▸ WHAT TO WORK ON: Output the records. Match them exactly.

▸ EXCERPTED DATA:
▬▬▬▬▬▬

use crate::models::app::App;
use crate::models::keyword::Keyword;
use serde::{Deserialize, Serialize};
use std::collections::BTreeMap;

/// Lookback window for the rank chart.
#[derive(Debug, Clone, Copy, PartialEq, Eq, Hash, Serialize, Deserialize)]
pub enum TimeRange {
    #[serde(rename = "1d")]
    Day,
    #[serde(rename = "7d")]
    Week,
    #[serde(rename = "30d")]
    Month,
    #[serde(rename = "90d")]
    Quarter,
}

impl TimeRange {
    pub const ALL: [TimeRange; 4] = [
        TimeRange::Day,
        TimeRange::Week,
        TimeRange::Month,
        TimeRange::Quarter,
    ];

    pub fn days(self) -> i64 {
        match self {
            TimeRange::Day => 1,
            TimeRange::Week => 7,
            TimeRange::Month => 30,
            TimeRange::Quarter => 90,
        }
    }

    pub fn as_str(self) -> &'static str {
        match self {
            TimeRange::Day => "1d",
            TimeRange::Week => "7d",
            TimeRange::Month => "30d",
            TimeRange::Quarter => "90d",
        }
    }

    pub fn parse(value: &str) -> Option<TimeRange> {
        TimeRange::ALL
            .into_iter()
            .find(|range| range.as_str() == value.trim())
    }

    /// Supported window closest to an arbitrary day count.
    pub fn nearest(days: u64) -> TimeRange {
        let days = days.min(365);
        TimeRange::ALL
            .into_iter()
            .min_by_key(|range| range.days().unsigned_abs().abs_diff(days))
            .unwrap_or(TimeRange::Week)
    }
}

impl Default for TimeRange {
    fn default() -> Self {
        TimeRange::Week
    }
}

#[derive(Debug, Clone, Copy, Default, PartialEq, Eq, Serialize, Deserialize)]
pub struct Stats {
    pub total_keywords: usize,
    pub avg_rank: u32,
    pub top_rankings: usize,
    pub avg_volume: u32,
    pub avg_difficulty: u32,
}

#[derive(Debug, Clone, PartialEq, Eq, Serialize, Deserialize)]
pub struct TopKeyword {
    #[serde(flatten)]
    pub keyword: Keyword,
    pub current_rank: u32,
}

/// Key of the date column in a serialized [`ChartRow`]. Keyword text may not
/// take this value since keyword values share the row object with it.
pub const CHART_DATE_KEY: &str = "date";

/// One chart row: a calendar date plus the display value of every keyword
/// observed that day. Keywords without data are absent, never zero.
#[derive(Debug, Clone, PartialEq, Eq, Serialize, Deserialize)]
pub struct ChartRow {
    pub date: String,
    #[serde(flatten)]
    pub values: BTreeMap<String, u32>,
}

#[derive(Debug, Clone, PartialEq, Eq, Serialize, Deserialize)]
pub struct LegendEntry {
    pub keyword_id: String,
    pub keyword: String,
    pub current_rank: u32,
    pub change: i64, // last - first; positive means the keyword lost positions
}

#[derive(Debug, Clone, PartialEq, Eq, Serialize, Deserialize)]
pub struct KeywordRow {
    pub keyword_id: String,
    pub keyword: String,
    pub volume: Option<u32>,
    pub difficulty: Option<u8>,
    pub difficulty_band: Option<String>, // "easy" | "medium" | "hard"
    pub current_rank: Option<u32>,
    pub last_tracked_at: Option<i64>,
    pub observation_count: usize,
}

#[derive(Debug, Clone, Serialize, Deserialize)]
pub struct AppDashboard {
    pub app: App,
    pub range: TimeRange,
    pub stats: Stats,
    pub observation_count: usize,
    pub last_tracked_at: Option<i64>,
    pub top_keywords: Vec<TopKeyword>,
    pub chart_keywords: Vec<String>,
    pub series: Vec<ChartRow>,
    pub legend: Vec<LegendEntry>,
    pub keyword_rows: Vec<KeywordRow>,
}

#[derive(Debug, Clone, Serialize, Deserialize)]
pub struct Overview {
    pub app_count: usize,
    pub stats: Stats,
}

#[derive(Debug, Clone, PartialEq, Serialize, Deserialize)]
pub struct RankHistorySummary {
    pub keyword_id: String,
    pub current_rank: u32,
    pub best_rank: u32,
    pub worst_rank: u32,
    pub avg_rank: f64,
    pub trend: String, // "improving" | "declining" | "stable"
    pub volatility: f64,
    pub data_points: usize,
    pub first_tracked: i64,
    pub last_tracked: i64,
}

#[derive(Debug, Clone, Default, PartialEq, Eq, Serialize, Deserialize)]
pub struct IngestReport {
    pub inserted: usize,
    pub alerts_queued: usize,
}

▬▬▬▬▬▬

▸ COMPLETED TASK:
use crate::models::app::App;
use crate::models::keyword::Keyword;
use serde::{Deserialize, Serialize};
use std::collections::BTreeMap;

/// Lookback window for the rank chart.
#[derive(Debug, Clone, Copy, PartialEq, Eq, Hash, Serialize, Deserialize)]
pub enum TimeRange {
    #[serde(rename = "1d")]
    Day,
    #[serde(rename = "7d")]
    Week,
    #[serde(rename = "30d")]
    Month,
    #[serde(rename = "90d")]
    Quarter,
}

impl TimeRange {
    pub const ALL: [TimeRange; 4] = [
        TimeRange::Day,
        TimeRange::Week,
        TimeRange::Month,
        TimeRange::Quarter,
    ];

    pub fn days(self) -> i64 {
        match self {
            TimeRange::Day => 1,
            TimeRange::Week => 7,
            TimeRange::Month => 30,
            TimeRange::Quarter => 90,
        }
    }

    pub fn as_str(self) -> &'static str {
        match self {
            TimeRange::Day => "1d",
            TimeRange::Week => "7d",
            TimeRange::Month => "30d",
            TimeRange::Quarter => "90d",
        }
    }

    pub fn parse(value: &str) -> Option<TimeRange> {
        TimeRange::ALL
            .into_iter()
            .find(|range| range.as_str() == value.trim())
    }

    /// Supported window closest to an arbitrary day count.
    pub fn nearest(days: u64) -> TimeRange {
        let days = days.min(365);
        TimeRange::ALL
            .into_iter()
            .min_by_key(|range| range.days().unsigned_abs().abs_diff(days))
            .unwrap_or(TimeRange::Week)
    }
}

impl Default for TimeRange {
    fn default() -> Self {
        TimeRange::Week
    }
}

#[derive(Debug, Clone, Copy, Default, PartialEq, Eq, Serialize, Deserialize)]
pub struct Stats {
    pub total_keywords: usize,
    pub avg_rank: u32,
    pub top_rankings: usize,
    pub avg_volume: u32,
    pub avg_difficulty: u32,
}

#[derive(Debug, Clone, PartialEq, Eq, Serialize, Deserialize)]
pub struct TopKeyword {
    #[serde(flatten)]
    pub keyword: Keyword,
    pub current_rank: u32,
}

/// Key of the date column in a serialized [`ChartRow`]. Keyword text may not
/// take this value since keyword values share the row object with it.
pub const CHART_DATE_KEY: &str = "date";

/// One chart row: a calendar date plus the display value of every keyword
/// observed that day. Keywords without data are absent, never zero.
#[derive(Debug, Clone, PartialEq, Eq, Serialize, Deserialize)]
pub struct ChartRow {
    pub date: String,
    #[serde(flatten)]
    pub values: BTreeMap<String, u32>,
}

#[derive(Debug, Clone, PartialEq, Eq, Serialize, Deserialize)]
pub struct LegendEntry {
    pub keyword_id: String,
    pub keyword: String,
    pub current_rank: u32,
    pub change: i64, // last - first; positive means the keyword lost positions
}

#[derive(Debug, Clone, PartialEq, Eq, Serialize, Deserialize)]
pub struct KeywordRow {
    pub keyword_id: String,
    pub keyword: String,
    pub volume: Option<u32>,
    pub difficulty: Option<u8>,
    pub difficulty_band: Option<String>, // "easy" | "medium" | "hard"
    pub current_rank: Option<u32>,
    pub last_tracked_at: Option<i64>,
    pub observation_count: usize,
}

#[derive(Debug, Clone, Serialize, Deserialize)]
pub struct AppDashboard {
    pub app: App,
    pub range: TimeRange,
    pub stats: Stats,
    pub observation_count: usize,
    pub last_tracked_at: Option<i64>,
    pub top_keywords: Vec<TopKeyword>,
    pub chart_keywords: Vec<String>,
    pub series: Vec<ChartRow>,
    pub legend: Vec<LegendEntry>,
    pub keyword_rows: Vec<KeywordRow>,
}

#[derive(Debug, Clone, Serialize, Deserialize)]
pub struct Overview {
    pub app_count: usize,
    pub stats: Stats,
}

#[derive(Debug, Clone, PartialEq, Serialize, Deserialize)]
pub struct RankHistorySummary {
    pub keyword_id: String,
    pub current_rank: u32,
    pub best_rank: u32,
    pub worst_rank: u32,
    pub avg_rank: f64,
    pub trend: String, // "improving" | "declining" | "stable"
    pub volatility: f64,
    pub data_points: usize,
    pub first_tracked: i64,
    pub last_tracked: i64,
}

#[derive(Debug, Clone, Default, PartialEq, Eq, Serialize, Deserialize)]
pub struct IngestReport {
    pub inserted: usize,
    pub alerts_queued: usize,
}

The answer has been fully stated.